XVI International Botanical Congess

Somatic embryogenesis of Heliconia stricta Huber is reported here for the first time. Floral buds and meristems were used as explant for the induction embryogenic callus. Bioassays were carried out with nine combinations of hormones (2,4-D and AIA), in MS (1962) medium supplemented with vitamins and sucrose (30 g/L). The culture were maintained under dark conditions and at 24±1?C. The results showed that the best embryogenic response was obtained in MS medium supplemented with 2,4-D (3.0-5.0 mg/L), AIA (1.0-2.5 mg/L), between four and six months after culture. The generated embryoids exhibited similar development to those by of zygotic embryos from sexual seeds given rise first to a globular stage, followed by a scutellar and finally to a coleoptilar embryo shape.

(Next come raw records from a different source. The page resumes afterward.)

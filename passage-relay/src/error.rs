//! Relay error types.
//!
//! Endpoint I/O failures are not represented here. They terminate the
//! read loop that observed them and tear down at most one session or
//! one bridge entry. The only process-fatal condition is failing to
//! stand up the listener.

use thiserror::Error;

/// Relay error type.
#[derive(Debug, Error)]
pub enum RelayError {
    /// The configured listen address could not be parsed
    #[error("invalid listen address: {0}")]
    InvalidAddress(String),

    /// The listener could not be bound
    #[error("failed to bind listener: {0}")]
    Bind(String),

    /// The server failed while serving
    #[error("server error: {0}")]
    Serve(String),
}

/// Result type alias for relay operations.
pub type RelayResult<T> = Result<T, RelayError>;

#[cfg(test)]
mod tests {
    use super::*;

    #[test]
    fn test_error_display() {
        let err = RelayError::Bind("0.0.0.0:8080: address in use".to_string());
        assert_eq!(
            err.to_string(),
            "failed to bind listener: 0.0.0.0:8080: address in use"
        );
    }
}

The bioconvertion process was achieved when the embryos were subcultured in SH (1972) medium, supplemented with vitamins, thyamine (1.0 mg/L), sucrosa (40 g/L) and phytagel (1.6 g/L), but auxins free and placed under artificial light and temperatura laboratory conditions. At the end of the processes, the embryo were placed into test tubes and filter paper bridges in a MS medium supplemented with vitamins, thyamine (1.0 mg/L), L-glutamine (50 mg/L), biotin (1.0 mg/L), zeatin (0.1 mg/L), adenine (1.0 mg/L), coconut water to get the final in vitro bioconvertion. The bioconvertion process was observed at the end of six months after embryos developed and radicular and shoot systems formation appeared. The percentage of in vitro bioconvertion ranged between 69-98%.